Once Upon a Spike
How to find the real story in your data, chart it, and make it survive scrutiny.
Here is a story about a raincoat.
Jane Doe is a data analyst at a mid-sized pet-accessories company. (She’s fictional, I know, but the situation is not.) One Monday, leadership is euphoric: sales of the company’s dog raincoat, a garment that makes a dachshund look like a tiny disgruntled fisherman, have tripled. Marketing takes a bow. The campaign worked. Someone mentions a bonus.
Jane is asked to “pull the numbers together for the board.” This is corporate jargon for confirming the story we’ve already decided to tell.
This step is where most data storytelling goes wrong before a single chart is made. Because the first rule of telling stories with data is that the story comes out of the data. It does not arrive in advance, wearing a lanyard, asking the data to validate its parking.
Start with a question, not a conclusion
Jane’s actual job isn’t “make a chart of the sales spike.” It’s to answer a question: why did raincoat sales triple? Those are different tasks. One produces decoration for a decision already made. The other produces knowledge.

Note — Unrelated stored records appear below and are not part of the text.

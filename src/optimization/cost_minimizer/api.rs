//! High-level entry points for minimizing a user-provided `Objective`.
//!
//! These select an L-BFGS solver with either Hager–Zhang or More–Thuente line
//! search, wrap the objective in an `ArgMinAdapter`, and delegate the run to
//! `run_lbfgs`.
//!
//! A run that the line search or the objective interrupts (for example a
//! trial step into a region where the cost is not finite) is restarted from
//! its best iterate with fresh L-BFGS memory. Every line search of the
//! restarted run starts from a trial step that moves `θ` by at most
//! [`RESTART_STEP`] along the first direction `−∇c` and extrapolates from
//! there; that bound shrinks tenfold after every restart that fails to lower
//! the cost. Restarts stop once the
//! iteration budget is spent, a run ends on a regular stopping rule,
//! [`MAX_STALLED_RESTARTS`] restarts in a row made no progress, or
//! [`MAX_RESTARTS`] is reached.
use crate::optimization::{
    cost_minimizer::{
        OptimOutcome, Theta,
        adapter::ArgMinAdapter,
        builders::{build_optimizer_hager_zhang, build_optimizer_more_thuente},
        observer::{OffsetHook, SharedHook},
        run::run_lbfgs,
        traits::{IterationHook, LineSearcher, MinimizeOptions, Objective, Tolerances},
        validation::validate_theta_input,
    },
    errors::OptResult,
};
use argmin_math::ArgminL2Norm;
use log::{debug, warn};
use std::sync::{Arc, Mutex};

/// Upper bound on restarts within one minimization.
pub const MAX_RESTARTS: usize = 50;

/// Largest parameter-space length of the first trial step after a restart.
pub const RESTART_STEP: f64 = 1e-2;

/// Consecutive restarts without a lower cost before giving up.
pub const MAX_STALLED_RESTARTS: usize = 3;

/// Minimize a user-defined cost with L-BFGS.
///
/// Runs `Objective::check` and the finiteness checks on `theta0` before any
/// solver is built. The returned outcome always carries the best iterate
/// observed, including when the backend aborted mid-run; interrupted runs
/// are restarted as described in the module docs.
///
/// # Errors
/// - Validation errors from `check` or from `theta0`.
/// - Solver construction errors.
/// - Backend errors raised before any iterate was recorded.
pub fn minimize<F: Objective>(
    f: &F, theta0: Theta, data: &F::Data, opts: &MinimizeOptions,
) -> OptResult<OptimOutcome> {
    minimize_with_hook(f, theta0, data, opts, None)
}

/// [`minimize`] with an [`IterationHook`] invoked after every iteration.
///
/// Iteration numbers passed to the hook keep counting across restarts.
///
/// # Errors
/// Same as [`minimize`].
pub fn minimize_with_hook<F: Objective>(
    f: &F, theta0: Theta, data: &F::Data, opts: &MinimizeOptions,
    hook: Option<Box<dyn IterationHook>>,
) -> OptResult<OptimOutcome> {
    f.check(&theta0, data)?;
    validate_theta_input(&theta0, theta0.len())?;
    let hook: Option<SharedHook> = hook.map(|h| Arc::new(Mutex::new(h)));
    let mut outcome = run_once(f, theta0, data, opts, hook.as_ref(), 0, None)?;

    let mut step = RESTART_STEP;
    let mut stalled = 0;
    while outcome.interrupted && outcome.restarts < MAX_RESTARTS && stalled < MAX_STALLED_RESTARTS
    {
        let max_iter = match opts.tols.max_iter {
            Some(cap) if outcome.iterations >= cap => break,
            Some(cap) => Some(cap - outcome.iterations),
            None => None,
        };
        let problem = ArgMinAdapter::new(f, data);
        let grad_norm = match problem.checked_gradient(&outcome.theta_hat) {
            Ok(g) => g.l2_norm(),
            Err(err) => {
                debug!("no restart: gradient unavailable at the best iterate ({err})");
                break;
            }
        };
        let initial_step = if grad_norm > step { Some(step / grad_norm) } else { None };
        let restart_opts =
            MinimizeOptions { tols: Tolerances { max_iter, ..opts.tols }, ..opts.clone() };
        let offset = outcome.iterations as u64;
        debug!(
            "restarting after {} iterations ({}); cost {:.6e}, first step at most {step:.1e}",
            outcome.iterations, outcome.status, outcome.value
        );
        let next = match run_once(
            f,
            outcome.theta_hat.clone(),
            data,
            &restart_opts,
            hook.as_ref(),
            offset,
            initial_step,
        ) {
            Ok(next) => next,
            Err(err) => {
                warn!("restart failed ({err}); keeping best iterate");
                break;
            }
        };
        if next.value < outcome.value {
            stalled = 0;
            step = RESTART_STEP;
        } else {
            stalled += 1;
            step *= 0.1;
        }
        outcome = outcome.absorb_restart(next);
    }
    Ok(outcome)
}

fn run_once<F: Objective>(
    f: &F, theta0: Theta, data: &F::Data, opts: &MinimizeOptions, hook: Option<&SharedHook>,
    offset: u64, initial_step: Option<f64>,
) -> OptResult<OptimOutcome> {
    let problem = ArgMinAdapter::new(f, data);
    let hook = hook.map(|shared| {
        Box::new(OffsetHook::new(Arc::clone(shared), offset)) as Box<dyn IterationHook>
    });
    match opts.line_searcher {
        LineSearcher::MoreThuente => {
            let solver = build_optimizer_more_thuente(opts, initial_step)?;
            run_lbfgs(theta0, opts, problem, solver, hook)
        }
        LineSearcher::HagerZhang => {
            let solver = build_optimizer_hager_zhang(opts, initial_step)?;
            run_lbfgs(theta0, opts, problem, solver, hook)
        }
    }
}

So she starts the way every good analyst starts: by being suspicious of good news, or any news.
She plots raincoat sales over twelve months. There’s the spike, right where the campaign launched. Compelling. Then she does the thing that separates analysts from designers: she asks what else happened at the same time.

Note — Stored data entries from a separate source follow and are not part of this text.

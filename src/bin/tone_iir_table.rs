//! tone-iir-table — fit the tone-control coefficient table from the command line.
//!
//! Runs the two-stage sweep fit with the reference tuning (overridable by
//! flags) and writes the table as text (`b0, b1, b2, a1, a2,` per line) or
//! JSON. Progress and diagnostics go to stderr through `env_logger`; set
//! `RUST_LOG=debug` to see every seed fit.

use anyhow::{Context, Result, bail};
use clap::{Parser, ValueEnum};
use log::{info, warn};
use std::path::{Path, PathBuf};
use tone_iir_fit::{
    circuit::{FrequencyGrid, GridOptions, SweepPoints, ToneStack},
    fitting::{
        CoefficientTable, ProgressCallback, SeedPolicy, SweepOptions, SweepProgress, fit_sweep,
    },
};

#[derive(Debug, Clone, Copy, PartialEq, Eq, ValueEnum)]
enum Format {
    Text,
    Json,
}

/// Fit a continuity-constrained biquad table to the tone-control network
#[derive(Parser, Debug)]
#[command(author, version, about, long_about = None)]
struct Args {
    /// Comma-separated control values in [0, 1] (default: 21-point reference sweep)
    #[arg(long, value_delimiter = ',')]
    sweep: Option<Vec<f64>>,

    /// Number of log-spaced frequency bins
    #[arg(long, default_value_t = 2048)]
    bins: usize,

    /// Sample rate in Hz
    #[arg(long, default_value_t = 192_000.0)]
    sample_rate: f64,

    /// Weight of the adjacent-entry continuity term
    #[arg(long, default_value_t = 100.0)]
    continuity_weight: f64,

    /// Iteration cap of the joint run
    #[arg(long)]
    max_iter: Option<usize>,

    /// Iterations between progress reports
    #[arg(long, default_value_t = 100)]
    progress_interval: u64,

    /// Output format
    #[arg(long, value_enum, default_value_t = Format::Text)]
    format: Format,

    /// Output file (stdout when absent)
    #[arg(short, long)]
    output: Option<PathBuf>,

    /// Warm-start the joint run from a JSON table written with --format json
    #[arg(long)]
    seed_from: Option<PathBuf>,
}

fn main() -> Result<()> {
    env_logger::Builder::from_env(env_logger::Env::default().default_filter_or("info")).init();
    let args = Args::parse();
    run(args)
}

fn run(args: Args) -> Result<()> {
    let sweep = match args.sweep {
        Some(points) => SweepPoints::new(points).context("Invalid --sweep")?,
        None => SweepPoints::default(),
    };
    let grid_opts = GridOptions::default()
        .with_sample_rate(args.sample_rate)
        .and_then(|opts| opts.with_bins(args.bins))
        .context("Invalid grid settings")?;
    let grid = FrequencyGrid::new(&grid_opts).context("Failed to build frequency grid")?;

    let mut opts = SweepOptions::default()
        .with_continuity_weight(args.continuity_weight)
        .and_then(|opts| opts.with_progress_interval(args.progress_interval))
        .context("Invalid sweep options")?;
    if let Some(max_iter) = args.max_iter {
        let sweep_opts =
            opts.sweep_opts.clone().with_max_iter(max_iter).context("Invalid --max-iter")?;
        opts = opts.with_sweep_opts(sweep_opts);
    }
    if let Some(path) = &args.seed_from {
        let seed = load_seed(path)?;
        if seed.controls() != sweep.as_slice() {
            warn!("seed table controls differ from the sweep; using its coefficients as given");
        }
        opts = opts.with_seed(SeedPolicy::Table(seed.filters()));
    }

    info!(
        "fitting {} sweep points on {} bins ({} Hz .. {} Hz, fs = {} Hz)",
        sweep.len(),
        grid.len(),
        grid_opts.f_min_hz,
        grid_opts.upper_bound_hz(),
        grid.sample_rate_hz()
    );
    let progress: ProgressCallback = Box::new(|p: &SweepProgress| {
        info!(
            "iter {:>6} | total {:.6e} | fidelity {:.6e} | barrier {:.6e} | continuity {:.6e}",
            p.iteration, p.total, p.fidelity, p.barrier, p.continuity
        );
    });
    let fit = fit_sweep(&grid, &ToneStack::default(), &sweep, &opts, Some(progress))
        .context("Sweep fit failed")?;

    let unstable = fit.table.unstable_indices();
    if !unstable.is_empty() {
        warn!(
            "{} of {} entries are not stable (indices {:?}); check before deployment",
            unstable.len(),
            fit.table.len(),
            unstable
        );
    }

    let rendered = match args.format {
        Format::Text => fit.table.to_text(),
        Format::Json => fit.table.to_json().context("Failed to serialize table")?,
    };
    match &args.output {
        Some(path) => {
            std::fs::write(path, rendered)
                .with_context(|| format!("Failed to write table to {:?}", path))?;
            info!("wrote {} entries to {:?}", fit.table.len(), path);
        }
        None => print!("{rendered}"),
    }
    Ok(())
}

fn load_seed(path: &Path) -> Result<CoefficientTable> {
    let text = std::fs::read_to_string(path)
        .with_context(|| format!("Failed to read seed table: {:?}", path))?;
    let table = CoefficientTable::from_json(&text)
        .with_context(|| format!("Failed to parse seed table: {:?}", path))?;
    if table.filters().iter().any(|f| !f.is_finite()) {
        bail!("Seed table {:?} contains non-finite coefficients", path);
    }
    Ok(table)
}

She pulls regional weather data and overlays rainfall on the same timeline.
The two lines move together like they’re slow dancing.
The campaign launched in the first week of October. So did autumn. Raincoat sales tripled because… and stay with me here… it rained. On dogs. Whose owners then bought them raincoats. Marketing’s genius campaign had the strategic impact of a poster for umbrellas taped up inside a monsoon.
Every data story has the same skeleton
Jane now has a real story, and it follows the same three beats that every data story needs:
Context, conflict, resolution. That’s it. That’s the whole narrative technology, unchanged since I was a baby, crawling under coffee tables and headbutting the furniture. If your analysis doesn’t have a conflict, a tension, a surprise, or a “Wait, that can’t be right,” you have a report, not a story yet. Reports are where data goes to die.
The conflict is also where your protagonist lives. Data stories aren’t about numbers; they’re about someone, an event, or a ‘thing’ the numbers happen to. Jane’s story isn’t about “units sold increased 212%.” It’s “We almost paid a bonus for weather.”
The chart is the sentence
Now the visual. And here Jane faces the eternal temptation: to show everything she did rather than what she found. Twelve charts, one per month, plus a correlation matrix.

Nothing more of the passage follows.